Benzene is a carcinogenic (cancer causing agent) volatile organic compound (VOC) that is emitted from some operations within the steel industry, specifically coke ovens and coke oven by-product plant operations. Benzene is also a significant component of gasoline which can be up to 5% benzene. Vapours containing benzene are released during pumping at gasoline stations.

Air levels of benzene have been reduced dramatically since 1990s, due to significant upgrading of the coking plant operations, improved operating procedures and improved control of release of benzene vapours from the coke by-products. More work remains to be done to reduce low concentration exposures of benzene. Benzene concentrations for downtown for 2016 are currently not available.

Benzo[a]pyrene

Benzo[a]pyrene (BaP) is a pollutant capable of causing cancer in animals and humans. BaP is one member of a large class of chemical compounds called polycyclic aromatic hydrocarbons (PAH). PAH are emitted when carbon-based fuels such as coke, oil, wood, coal and diesel fuel are burned. The principal sources of BaP in Hamilton are releases from coke oven operations within the steel industry. The significant decreases in ambient BaP levels since the late 1990s are the result of improvements to the infrastructure of coke ovens themselves and increased attention to the operation and maintenance procedures for proper operation of the coke ovens.

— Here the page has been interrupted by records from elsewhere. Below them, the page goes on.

//! Scenario logic and the run loop
use crate::aggregator::{AggregateStats, Aggregator};
use crate::http::Http;
use crate::pool::Pool;
use crate::reporter;
use crate::scheduler::{Lifecycle, Phase, Schedule};
use crate::timer::Timer;
use std::{
    future::Future,
    num::NonZeroU32,
    pin::Pin,
    sync::Arc,
    task::{Context, Poll},
    time::{Duration, Instant},
};
use surge_core::{ConfigError, RunStatistics, ScenarioConfig, Stage, StatusSet, Threshold, PROGRESS_INTERVAL};
use tokio::sync::watch;
#[allow(unused_imports)]
use tracing::{debug, error, info, instrument, trace, warn, Instrument};

/// Load test scenario structure
///
/// Wraps a scenario function `Fn(Http) -> impl Future<Output = ()>`. Awaiting it runs the whole
/// schedule and resolves to the run statistics. Usually created by the
/// [`#[scenario]`](surge_macros::scenario) macro, or with [`Scenario::new`] for closures.
#[pin_project::pin_project]
pub struct Scenario<T> {
    func: T,
    runner_fut: Option<Pin<Box<dyn Future<Output = Result<RunStatistics, ConfigError>> + Send>>>,
    config: ScenarioConfig,
    stop: Option<StopSignal>,
}

impl<T> Scenario<T> {
    pub fn new(name: &str, func: T) -> Self {
        Self {
            func,
            runner_fut: None,
            config: ScenarioConfig::new(name),
            stop: None,
        }
    }

    pub fn config(&self) -> &ScenarioConfig {
        &self.config
    }
}

impl<T, F> Future for Scenario<T>
where
    T: Fn(Http) -> F + Send + Sync + 'static + Clone,
    F: Future<Output = ()> + Send + 'static,
{
    type Output = Result<RunStatistics, ConfigError>;

    fn poll(self: Pin<&mut Self>, cx: &mut Context<'_>) -> Poll<Self::Output> {
        let this = self.project();
        if this.runner_fut.is_none() {
            let func = this.func.clone();
            let config = this.config.clone();
            let stop = this.stop.take();
            *this.runner_fut = Some(Box::pin(run_scenario(func, config, stop)));
        }

        if let Some(runner) = this.runner_fut {
            runner.as_mut().poll(cx)
        } else {
            unreachable!()
        }
    }
}

/// Builder methods shared by every scenario, including those generated by `#[scenario]`.
pub trait ConfigurableScenario<T: Send>: Future<Output = T> + Sized + Send {
    fn stages(self, stages: Vec<Stage>) -> Self;
    fn stage(self, duration: Duration, target: u32) -> Self;
    fn threshold(self, threshold: Threshold) -> Self;
    fn thresholds(self, thresholds: Vec<Threshold>) -> Self;
    fn pause(self, pause: Duration) -> Self;
    fn tick(self, tick: Duration) -> Self;
    fn request_timeout(self, timeout: Duration) -> Self;
    fn rps(self, rps: NonZeroU32) -> Self;
    fn max_duration(self, duration: Duration) -> Self;
    fn expected_statuses(self, statuses: StatusSet) -> Self;
    fn stop_signal(self, signal: StopSignal) -> Self;
}

impl<T, F> ConfigurableScenario<Result<RunStatistics, ConfigError>> for Scenario<T>
where
    T: Fn(Http) -> F + Send + Sync + 'static + Clone,
    F: Future<Output = ()> + Send + 'static,
{
    /// Replace the whole stage schedule.
    ///
    /// # Example
    /// ```no_run
    /// use surge::prelude::*;
    /// use std::time::Duration;
    ///
    /// #[tokio::main]
    /// async fn main() {
    ///     let stats = my_scenario()
    ///         .stages(vec!["30s:20".parse().unwrap(), "2m:100".parse().unwrap(), "30s:0".parse().unwrap()])
    ///         .await
    ///         .unwrap();
    ///     println!("{}", Report(&stats));
    /// }
    ///
    /// #[scenario]
    /// async fn my_scenario(http: Http) {
    ///     http.get("http://localhost:3000/").await;
    /// }
    /// ```
    fn stages(mut self, stages: Vec<Stage>) -> Self {
        self.config.stages = stages;
        self
    }

    /// Append a stage ramping to `target` virtual users over `duration`.
    fn stage(mut self, duration: Duration, target: u32) -> Self {
        self.config.stages.push(Stage::new(duration, target));
        self
    }

    /// Add a pass/fail threshold, evaluated when the run completes.
    ///
    /// # Example
    /// ```no_run
    /// use surge::prelude::*;
    /// use std::time::Duration;
    ///
    /// #[tokio::main]
    /// async fn main() {
    ///     let stats = my_scenario()
    ///         .stage(Duration::from_secs(60), 10)
    ///         .threshold("http_req_duration:p(95)<500".parse().unwrap())
    ///         .threshold("http_req_failed:rate<0.01".parse().unwrap())
    ///         .await
    ///         .unwrap();
    ///     assert!(stats.passed());
    /// }
    ///
    /// #[scenario]
    /// async fn my_scenario(http: Http) {
    ///     http.get("http://localhost:3000/").await;
    /// }
    /// ```
    fn threshold(mut self, threshold: Threshold) -> Self {
        self.config.thresholds.push(threshold);
        self
    }

    fn thresholds(mut self, thresholds: Vec<Threshold>) -> Self {
        self.config.thresholds.extend(thresholds);
        self
    }

    /// Pause each virtual user takes between iterations (default 1s).
    fn pause(mut self, pause: Duration) -> Self {
        self.config.pause = pause;
        self
    }

    /// How often the scheduler re-evaluates the target (default 100ms).
    fn tick(mut self, tick: Duration) -> Self {
        self.config.tick = tick;
        self
    }

    fn request_timeout(mut self, timeout: Duration) -> Self {
        self.config.request_timeout = timeout;
        self
    }

    /// Cap the request rate across all virtual users.
    fn rps(mut self, rps: NonZeroU32) -> Self {
        self.config.rps = Some(rps);
        self
    }

    /// Stop the run early, draining virtual users, once `duration` has elapsed.
    fn max_duration(mut self, duration: Duration) -> Self {
        self.config.max_duration = Some(duration);
        self
    }

    /// Statuses that count as successful requests for `http_req_failed` (default 200-399).
    fn expected_statuses(mut self, statuses: StatusSet) -> Self {
        self.config.expected_statuses = statuses;
        self
    }

    /// Drain and finish the run as soon as the paired [`StopHandle`] fires.
    fn stop_signal(mut self, signal: StopSignal) -> Self {
        self.stop = Some(signal);
        self
    }
}

/// Create a connected stop handle and signal for cancelling a run.
pub fn stop_signal() -> (StopHandle, StopSignal) {
    let (tx, rx) = watch::channel(false);
    (StopHandle(tx), StopSignal(rx))
}

/// Triggers cancellation. Virtual users stop after their in-flight iteration.
#[derive(Debug)]
pub struct StopHandle(watch::Sender<bool>);

impl StopHandle {
    pub fn stop(&self) {
        self.0.send_replace(true);
    }
}

#[derive(Debug, Clone)]
pub struct StopSignal(watch::Receiver<bool>);

impl StopSignal {
    pub fn is_stopped(&self) -> bool {
        *self.0.borrow()
    }
}

#[instrument(name="scenario", skip_all, fields(name=config.name))]
pub(crate) async fn run_scenario<T, F>(
    scenario: T,
    config: ScenarioConfig,
    stop: Option<StopSignal>,
) -> Result<RunStatistics, ConfigError>
where
    T: Fn(Http) -> F + Send + Sync + 'static + Clone,
    F: Future<Output = ()> + Send + 'static,
{
    config.validate()?;
    info!("Running {} with config {:?}", config.name, &config);

    let aggregator = Arc::new(Aggregator::new());
    let http = Http::new(&config, aggregator.clone())?;
    let schedule = Schedule::new(config.stages.clone());
    let mut pool = Pool::new(scenario, http, config.pause);
    let mut stats = AggregateStats::new();
    let mut lifecycle = Lifecycle::new();
    let mut cancelled = false;

    info!(
        "Schedule of {} stages over {}, peaking at {} VUs",
        schedule.stages().len(),
        humantime::format_duration(schedule.total_duration()),
        schedule.max_target()
    );

    let mut timer = Timer::new(config.tick).await;
    let start = Instant::now();
    let mut next_progress = PROGRESS_INTERVAL;
    lifecycle.advance(Phase::Ramping);

    // NOTE: `start` is the only clock; every target is derived from it.
    loop {
        let elapsed = start.elapsed();
        if elapsed >= schedule.total_duration() {
            break;
        }

        if stop.as_ref().is_some_and(StopSignal::is_stopped) {
            warn!("Stop requested, draining early.");
            cancelled = true;
            break;
        }

        if config.max_duration.is_some_and(|max| elapsed >= max) {
            warn!("Max duration reached, draining early.");
            cancelled = true;
            break;
        }

        let target = schedule.target_at(elapsed);
        pool.resize(target as usize);
        aggregator.collect(&mut stats);
        stats.observe_vus(pool.live(), pool.allocated());

        #[cfg(feature = "metrics")]
        {
            metrics::gauge!("vus").set(pool.live() as f64);
            metrics::gauge!("vus_max").set(pool.allocated() as f64);
        }

        if elapsed >= next_progress {
            next_progress += PROGRESS_INTERVAL;
            info!(
                "[{}] VUs {}/{}, {} requests",
                humantime::format_duration(Duration::from_secs(elapsed.as_secs())),
                pool.live(),
                schedule.max_target(),
                aggregator.requests()
            );
        }

        let tick = timer.tick().await;
        trace!("Tick after {tick:?}, target {target}");
    }

    lifecycle.advance(Phase::Draining);
    info!("Draining, {} VUs mid-iteration", pool.busy());
    pool.resize(0);
    stats.observe_vus(0, pool.allocated());
    while pool.busy() > 0 {
        timer.tick().await;
        aggregator.collect(&mut stats);
    }
    pool.shutdown().await;

    lifecycle.advance(Phase::Complete);
    aggregator.collect(&mut stats);
    stats.set_elapsed(start.elapsed());

    let statistics = reporter::finalize(&config, &stats, cancelled);
    info!(
        "Scenario complete: {} requests, {} thresholds failed",
        statistics.requests,
        statistics.thresholds.iter().filter(|t| !t.passed).count()
    );

    Ok(statistics)
}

While BaP is only one of many PAH released from coking operations, BaP is the most potent single PAH in the air and the most thoroughly studied of all PAH carcinogens (cancer-causing agents) in the scientific literature. As a result of the extensive amount of chemical analysis, toxicological research and occupational exposure research done with this compound, BaP has become the primary PAH carcinogen by which exposures to many PAH-containing mixtures, such as vehicular emissions, coke oven emissions, barbecued foods, coal tar exposures, etc. are measured.

More work remains to be done to continue to improve ambient air quality and reduce industrial emissions.   The new provincial standard established by the MOE- under O. Reg. 419/05 – Local Air Quality for benzo(a)pyrene of 0.01 ng/m3 comes into force on July 1, 2016.   Reducing benzo (a) pyrene concentrations is a priority for the Ministry.  The MOECC continues to work closely with industries across the province and locally to reduce benzo(a)pyrene concentrations in ambient air.